Was darunter leidet, ist vor allem die Qualität der Berichterstattung, wodurch Leser:innen zunehmend das Gefühl bekommen, unvollständige oder zu oberflächliche Informationen zu erhalten. Der Aufstieg des „schnellen“ Journalismus bedeutet zudem, dass Redaktionen immer weniger Zeit haben, die Gültigkeit ihrer Quellen zu überprüfen, was die Bedenken ihrer Zielgruppen nur weiter schürt.
Mit schwerwiegenden Folgen, denn das wachsende Misstrauen in die traditionellen Formate führt zu einer immer stärkeren Abkehr von seriösen Medien und einer vermehrten Orientierung an Plattformen wie TikTok, Telegram und Co.
Die Wahlberichterstattung der unmittelbaren Vergangenheit ist hierfür ein gutes Beispiel. Schließlich wird Journalismus häufig als politisches Werkzeug angesehen, mit dem die öffentliche Meinung kontrolliert wird. Insbesondere in den sozialen Medien werden Nachrichtenorganisationen immer wieder als „links-“ oder „rechtsgerichtet“ und zu „zentristisch“ eingestuft – Zuschreibungen, die oft von Politikern selbst kommen. Diese Polarisierung untergräbt die Integrität der Berichterstattung und verstärkt den Eindruck, dass journalistische Arbeit eher von persönlichen Überzeugungen oder versteckten politischen Agenden beeinflusst wird als von der Verpflichtung zu ausgewogener, faktenbasierter Berichterstattung.
Doch nicht nur das gestiegene Misstrauen, auch die Anforderungen an die Zugänglichkeit der Nachrichten haben sich stark verändert. Konsument:innen wünschen sich Inhalte, die nicht als starre, zeitlich vorgeschriebene Monologe präsentiert werden, sondern die durch Relevanz für ihr tägliches Leben, Kontext, Genauigkeit sowie eine Verbindung zu den Themen und deren Verfasser:innen überzeugen.
Authentizität – nahbarer Journalismus
Eines ist klar: Das aktuelle Bild, das viele innerhalb unserer Gesellschaft von Journalist:innen und Pressevertreter:innen haben, muss sich ändern.
Die Beziehung zwischen Medienschaffenden und dem eigenen Publikum ist dabei ein wichtiger Schritt in die richtige Richtung. Indem die Menschen in den Redaktionen mit ihren komplexen Aufgaben und ihrer beruflichen Integrität gezeigt werden, können Medienorganisationen ein tieferes Verständnis für den tatsächlichen Prozess hinter der Berichterstattung schaffen.

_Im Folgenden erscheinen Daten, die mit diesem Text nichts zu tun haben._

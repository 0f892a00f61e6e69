use chrono::{DateTime, Utc};
use rust_decimal::Decimal;
use sea_orm::entity::prelude::*;
use serde::{Deserialize, Serialize};
use uuid::Uuid;

/// Food truck as seen by the ordering core: status, location and delivery
/// settings. Menu authoring owns the rest of the row.
#[derive(Clone, Debug, PartialEq, DeriveEntityModel, Serialize, Deserialize)]
#[sea_orm(table_name = "food_trucks")]
pub struct Model {
    #[sea_orm(primary_key, auto_increment = false)]
    pub id: Uuid,
    pub operator_id: Uuid,
    pub name: String,
    #[sea_orm(nullable)]
    pub description: Option<String>,
    pub current_status: TruckStatus,
    pub pickup_address: String,
    pub latitude: f64,
    pub longitude: f64,
    pub delivery_enabled: bool,
    #[sea_orm(column_type = "Decimal(Some((10, 2)))")]
    pub delivery_fee: Decimal,
    #[sea_orm(column_type = "Decimal(Some((10, 2)))")]
    pub delivery_minimum: Decimal,
    pub delivery_radius_km: f64,
    pub default_prep_minutes: i32,
    pub created_at: DateTime<Utc>,
    pub updated_at: Option<DateTime<Utc>>,
}

#[derive(Copy, Clone, Debug, EnumIter, DeriveRelation)]
pub enum Relation {
    #[sea_orm(has_many = "super::menu_item::Entity")]
    MenuItems,
    #[sea_orm(has_many = "super::menu_category::Entity")]
    MenuCategories,
    #[sea_orm(has_many = "super::order::Entity")]
    Orders,
}

impl Related<super::menu_item::Entity> for Entity {
    fn to() -> RelationDef {
        Relation::MenuItems.def()
    }
}

impl Related<super::menu_category::Entity> for Entity {
    fn to() -> RelationDef {
        Relation::MenuCategories.def()
    }
}

impl Related<super::order::Entity> for Entity {
    fn to() -> RelationDef {
        Relation::Orders.def()
    }
}

impl ActiveModelBehavior for ActiveModel {}

#[derive(Debug, Clone, Copy, PartialEq, Eq, Serialize, Deserialize, EnumIter, DeriveActiveEnum)]
#[sea_orm(rs_type = "String", db_type = "String(StringLen::N(20))")]
#[serde(rename_all = "snake_case")]
pub enum TruckStatus {
    #[sea_orm(string_value = "online")]
    Online,
    #[sea_orm(string_value = "offline")]
    Offline,
    #[sea_orm(string_value = "paused")]
    Paused,
}

impl TruckStatus {
    pub fn as_str(&self) -> &'static str {
        match self {
            TruckStatus::Online => "online",
            TruckStatus::Offline => "offline",
            TruckStatus::Paused => "paused",
        }
    }
}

Für derartige Insights sind Live-Blogs die ideale Lösung, um sowohl Nachrichten in Echtzeit zu liefern als auch die Nachvollziehbarkeit der Informationen zu gewährleisten. Etwa indem die jeweiligen Updates klar als „unbestätigt“ oder „in Entwicklung“ gekennzeichnet werden. Das schafft Vertrauen zwischen Journalist:innen und Leserschaft.
Sie erinnern zudem an den authentischen „old-school“ Journalismus, bei dem Nachrichten direkt vom Ort des Geschehens aus verbreitet werden. Durch die Verlinkung zu zusätzlichen Artikeln, Videos oder Grafiken und die Einbindung von Kommentarfunktionen unterstützen sie eine umfassendere Erzählung, die Lesende ganzheitlich da abholt, wo sie stehen. Dieser „Audience-First“-Ansatz, der über reine Updates hinausgeht, bietet einen direkten Dialog mit dem Publikum und erfüllt dessen zentrales Bedürfnis nach Verbindung – und gerade das ist in Zeiten der wachsenden Nachrichtenmüdigkeit und -vermeidung wichtig.

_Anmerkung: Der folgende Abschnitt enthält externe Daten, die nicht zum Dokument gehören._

use async_trait::async_trait;
use dashmap::DashMap;
use serde_json::{json, Value};
use std::sync::Arc;
use std::time::Duration;
use tokio::sync::mpsc;
use tracing::{debug, warn};
use uuid::Uuid;

use crate::entities::order;
use crate::errors::ServiceError;

pub const NEW_ORDER_FOR_OPERATOR: &str = "new_order_for_operator";
pub const ORDER_STATUS_UPDATE_FOR_CUSTOMER: &str = "order_status_update_for_customer";
pub const CUSTOMER_CANCELLATION_REQUEST: &str = "customer_cancellation_request";

/// Push delivery to the live session(s) of a user.
#[async_trait]
pub trait RealtimeChannel: Send + Sync {
    async fn push(&self, user_id: Uuid, payload: Value) -> Result<(), ServiceError>;
}

/// Outbound email capability. Recipient resolution (user id to address) is
/// the channel provider's problem; from here it is fire-and-forget.
#[async_trait]
pub trait EmailSender: Send + Sync {
    async fn send(&self, recipient: Uuid, subject: &str, body: &str) -> Result<(), ServiceError>;
}

/// In-process session registry: each connected session holds an unbounded
/// receiver; pushes fan out to every live session of the user.
#[derive(Default)]
pub struct InProcessChannel {
    sessions: DashMap<Uuid, Vec<mpsc::UnboundedSender<Value>>>,
}

impl InProcessChannel {
    pub fn new() -> Self {
        Self::default()
    }

    /// Registers a new live session for `user_id`.
    pub fn subscribe(&self, user_id: Uuid) -> mpsc::UnboundedReceiver<Value> {
        let (tx, rx) = mpsc::unbounded_channel();
        self.sessions.entry(user_id).or_default().push(tx);
        rx
    }
}

#[async_trait]
impl RealtimeChannel for InProcessChannel {
    async fn push(&self, user_id: Uuid, payload: Value) -> Result<(), ServiceError> {
        if let Some(mut senders) = self.sessions.get_mut(&user_id) {
            senders.retain(|tx| tx.send(payload.clone()).is_ok());
        }
        Ok(())
    }
}

/// Email sender that logs instead of delivering; used in development and
/// tests, and as the fallback when no endpoint is configured.
pub struct NoopEmailSender;

#[async_trait]
impl EmailSender for NoopEmailSender {
    async fn send(&self, recipient: Uuid, subject: &str, _body: &str) -> Result<(), ServiceError> {
        debug!(%recipient, subject, "email suppressed (no delivery endpoint configured)");
        Ok(())
    }
}

/// Email sender that POSTs to a delivery endpoint.
pub struct HttpEmailSender {
    client: reqwest::Client,
    endpoint: String,
    from: String,
}

impl HttpEmailSender {
    pub fn new(endpoint: String, from: String) -> Self {
        Self {
            client: reqwest::Client::builder()
                .timeout(Duration::from_secs(10))
                .build()
                .expect("reqwest client"),
            endpoint,
            from,
        }
    }
}

#[async_trait]
impl EmailSender for HttpEmailSender {
    async fn send(&self, recipient: Uuid, subject: &str, body: &str) -> Result<(), ServiceError> {
        let response = self
            .client
            .post(&self.endpoint)
            .json(&json!({
                "from": self.from,
                "recipient": recipient,
                "subject": subject,
                "body": body,
            }))
            .send()
            .await
            .map_err(|e| ServiceError::ExternalServiceError(format!("email request: {e}")))?;

        if !response.status().is_success() {
            return Err(ServiceError::ExternalServiceError(format!(
                "email endpoint returned {}",
                response.status()
            )));
        }
        Ok(())
    }
}

fn envelope(event: &str, data: Value) -> Value {
    json!({ "event": event, "data": data })
}

/// Post-commit fan-out. Every method here is best-effort: failures are
/// logged and never propagate into the already-committed transaction result.
#[derive(Clone)]
pub struct NotificationDispatcher {
    realtime: Arc<dyn RealtimeChannel>,
    email: Arc<dyn EmailSender>,
}

impl NotificationDispatcher {
    pub fn new(realtime: Arc<dyn RealtimeChannel>, email: Arc<dyn EmailSender>) -> Self {
        Self { realtime, email }
    }

    /// Tells the operator about a freshly committed order and mails the
    /// customer a confirmation.
    pub async fn order_placed(&self, order: &order::Model, operator_id: Uuid) {
        let payload = envelope(
            NEW_ORDER_FOR_OPERATOR,
            json!({
                "order_id": order.id,
                "order_number": order.order_number,
                "status": order.status.as_str(),
                "fulfillment_type": order.fulfillment_type.as_str(),
                "total_amount": order.total_amount,
                "order_time": order.order_time,
            }),
        );
        self.push_logged(operator_id, payload).await;

        self.email_logged(
            order.customer_id,
            &format!("Order {} received", order.order_number),
            &format!(
                "Thanks! Your order {} for {} {} is waiting for the truck to confirm.",
                order.order_number, order.total_amount, order.currency
            ),
        );
    }

    /// Tells the customer about a committed status change.
    pub async fn status_updated(&self, order: &order::Model) {
        let payload = envelope(
            ORDER_STATUS_UPDATE_FOR_CUSTOMER,
            json!({
                "order_id": order.id,
                "order_number": order.order_number,
                "new_status": order.status.as_str(),
                "reason": order.status_reason,
                "estimated_ready_time": order.estimated_ready_time,
                "estimated_delivery_time": order.estimated_delivery_time,
            }),
        );
        self.push_logged(order.customer_id, payload).await;

        self.email_logged(
            order.customer_id,
            &format!("Order {} is now {}", order.order_number, order.status.as_str()),
            &format!(
                "Your order {} moved to '{}'.",
                order.order_number,
                order.status.as_str()
            ),
        );
    }

    /// Tells the operator the customer wants out.
    pub async fn cancellation_requested(&self, order: &order::Model, operator_id: Uuid) {
        let payload = envelope(
            CUSTOMER_CANCELLATION_REQUEST,
            json!({
                "order_id": order.id,
                "order_number": order.order_number,
            }),
        );
        self.push_logged(operator_id, payload).await;
    }

    async fn push_logged(&self, user_id: Uuid, payload: Value) {
        if let Err(e) = self.realtime.push(user_id, payload).await {
            warn!(%user_id, error = %e, "realtime push failed");
        }
    }

    fn email_logged(&self, recipient: Uuid, subject: &str, body: &str) {
        let email = self.email.clone();
        let subject = subject.to_string();
        let body = body.to_string();
        tokio::spawn(async move {
            if let Err(e) = email.send(recipient, &subject, &body).await {
                warn!(%recipient, error = %e, "email send failed");
            }
        });
    }
}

Denn die Zielgruppe hat eine Meinung und möchte sich am Diskurs beteiligen.
Proaktivität gefordert
Die Geschwindigkeit, mit der sich die politischen Ereignisse in den letzten Wochen entwickelt haben und auch noch entwickeln werden, erfordert proaktives Handeln auf Medienseite.
Die Leserschaft von heute erwartet mehr als nur schnelle Nachrichten. Wer die eigene Integrität sicherstellen sowie transparent sein möchte, kann mithilfe von Live-Blogs einen entscheidenden Zugang zur Zielgruppe schaffen und in einen direkten Dialog treten.
In diesen politisch ungewissen Zeiten ist es entscheidend, dass der Journalismus menschlicher, authentischer und vor allem nahbarer wird, um das Vertrauen der Öffentlichkeit in die Medien wiederherzustellen.